Мы побежали в холодные сени и на ночное доброе тихое крыльцо. По дороге я толкнул Юрия, смутно сознав это. Трудно было вздохнуть: как будто мне в сердце воткнули шпильку от маминой шляпы. Про Юрия я думал, что он совершил предательство, не разбудив меня вовремя. Учитель снял свою барашковую шапку, посмотрел во внутрь на прорванную подкладку и снова надел. У ворот стояли заготовленные извозчичьи пролетки.
-- Вас отвезут в Сибирь? -- спросил я учителя. Жандарм заслонил его от меня.
Я бежал за пролеткой и кричал, превозмогая иглу в сердце:
-- Я порвал подкладку! Я порвал вашу подкладку! Я подлый...
Пролетка делалась меньше; между мною и ею появлялась, вырастая сама из себя, добрая светлеющая улица, как мать всех своих камней.

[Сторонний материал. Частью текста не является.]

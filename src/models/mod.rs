//! Resource model layer
//!
//! Structure:
//! - `resource.rs` - read-only view over one decoded resource document
//! - `fields.rs` - shape-checked nested field access
//! - `resource_kind.rs` - standard kind vocabulary and kind-specific traits
//! - `category.rs` - display categories and the kind → category table

pub mod category;
pub mod fields;
pub mod resource;
pub mod resource_kind;

pub use category::{Category, CategoryTable};
pub use fields::{FieldAccess, FieldError};
pub use resource::{OwnerReference, Resource, ResourceError, node_id};
pub use resource_kind::ResourceKind;
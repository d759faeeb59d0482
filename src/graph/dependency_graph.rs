//! Adjacency structure produced by graph assembly
//!
//! Parents are kept in a `BTreeMap`, so iteration is always in lexicographic
//! identity order. Each parent's edge list keeps first-seen order.

use std::collections::{BTreeMap, BTreeSet, HashSet, VecDeque};

use super::models::{Edge, Reason};

/// Directed dependency graph keyed by node identity (`Kind/Name`)
#[derive(Debug, Clone, Default, PartialEq, Eq)]
pub struct DependencyGraph {
    adjacency: BTreeMap<String, Vec<Edge>>,
}

/// Summary counts for logging
#[derive(Debug, Clone, Default, PartialEq, Eq)]
pub struct GraphStats {
    pub nodes: usize,
    pub edges: usize,
    pub by_reason: BTreeMap<Reason, usize>,
}

impl DependencyGraph {
    pub fn new() -> Self {
        Self::default()
    }

    /// Ensure `id` is a key, even if it never gains an edge
    pub fn add_node(&mut self, id: impl Into<String>) {
        self.adjacency.entry(id.into()).or_default();
    }

    /// Append an edge under `parent`, creating the parent key if needed
    pub fn add_edge(&mut self, parent: impl Into<String>, edge: Edge) {
        self.adjacency.entry(parent.into()).or_default().push(edge);
    }

    /// Collapse repeated `(child, reason)` pairs per parent, keeping the first
    pub fn dedup_edges(&mut self) {
        for edges in self.adjacency.values_mut() {
            let mut seen = HashSet::new();
            edges.retain(|edge| seen.insert((edge.child_id.clone(), edge.reason)));
        }
    }

    /// Whether `id` is a key of the graph
    pub fn has_key(&self, id: &str) -> bool {
        self.adjacency.contains_key(id)
    }

    /// Whether `id` is a key or appears as an edge target
    pub fn contains_node(&self, id: &str) -> bool {
        self.has_key(id)
            || self
                .adjacency
                .values()
                .flatten()
                .any(|edge| edge.child_id == id)
    }

    /// Outgoing edges of `parent` (empty for unknown or leaf nodes)
    pub fn edges(&self, parent: &str) -> &[Edge] {
        self.adjacency
            .get(parent)
            .map(Vec::as_slice)
            .unwrap_or_default()
    }

    /// Parents with their edge lists, sorted by identity
    pub fn parents(&self) -> impl Iterator<Item = (&str, &[Edge])> {
        self.adjacency
            .iter()
            .map(|(parent, edges)| (parent.as_str(), edges.as_slice()))
    }

    /// Every `(parent, edge)` pair, parents sorted, edges in list order
    pub fn iter_edges(&self) -> impl Iterator<Item = (&str, &Edge)> {
        self.parents()
            .flat_map(|(parent, edges)| edges.iter().map(move |edge| (parent, edge)))
    }

    pub fn edge_count(&self) -> usize {
        self.adjacency.values().map(Vec::len).sum()
    }

    /// Every node: all keys plus every edge target, sorted
    pub fn nodes(&self) -> BTreeSet<&str> {
        let mut nodes: BTreeSet<&str> = self.adjacency.keys().map(String::as_str).collect();
        nodes.extend(self.iter_edges().map(|(_, edge)| edge.child_id.as_str()));
        nodes
    }

    /// Nodes that are the source or target of at least one edge, sorted
    pub fn connected_nodes(&self) -> BTreeSet<&str> {
        let mut nodes = BTreeSet::new();
        for (parent, edge) in self.iter_edges() {
            nodes.insert(parent);
            nodes.insert(edge.child_id.as_str());
        }
        nodes
    }

    pub fn stats(&self) -> GraphStats {
        let mut by_reason = BTreeMap::new();
        for (_, edge) in self.iter_edges() {
            *by_reason.entry(edge.reason).or_insert(0) += 1;
        }
        GraphStats {
            nodes: self.nodes().len(),
            edges: self.edge_count(),
            by_reason,
        }
    }

    /// Restrict the graph to the weakly-connected component containing `root`.
    ///
    /// Edges are followed in both directions. Returns `None` if `root` is not
    /// a node of this graph.
    pub fn focus(&self, root: &str) -> Option<DependencyGraph> {
        if !self.contains_node(root) {
            return None;
        }

        let mut neighbours: BTreeMap<&str, Vec<&str>> = BTreeMap::new();
        for (parent, edge) in self.iter_edges() {
            neighbours.entry(parent).or_default().push(&edge.child_id);
            neighbours.entry(&edge.child_id).or_default().push(parent);
        }

        let mut component: HashSet<&str> = HashSet::from([root]);
        let mut queue = VecDeque::from([root]);
        while let Some(node) = queue.pop_front() {
            for &next in neighbours.get(node).into_iter().flatten() {
                if component.insert(next) {
                    queue.push_back(next);
                }
            }
        }

        let mut focused = DependencyGraph::new();
        for (parent, edges) in self.parents() {
            if !component.contains(parent) {
                continue;
            }
            focused.add_node(parent);
            for edge in edges {
                focused.add_edge(parent, edge.clone());
            }
        }
        Some(focused)
    }
}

Мои шаги были -- как это снится -- мягки, бессильны, беззвучны. Я почувствовал у своей щеки выпуклости трех камней, и добрая улица приняла меня. У Юрия была рассечена кожа на лбу у глаза -- так неосторожно я толкнул его. Кровь шла долго. Ее удалось унять к самому утру, когда ему надо было отправляться в реальное училище. Я узнал об этом позже.
Каторжник
Через полтора года мы получили известие от учителя: к нам пришел каторжник Краснянский.
Ждали его к вечеру, мы очень волновались. Не могу до сих пор объяснить, почему больше всех волновалась сестра Оля. Между тем, учителем она совсем не интересовалась, а Краснянского никто из нас никогда не видел. Мы знали, подслушав разговоры взрослых, что Краснянский двенадцать лет назад был сослан в Сибирь и только теперь вернулся.
-- Двенадцать лет! -- думал я в ужасе, в тихом ужасе виновности, -- меня еще на свете не было. Значит, действительно до меня был этот город, были дома, улицы, облака, люди ходили, имели зонтики... Он там сидел, закованный в цепи, в страшном холоде, а я воспользовался и появился.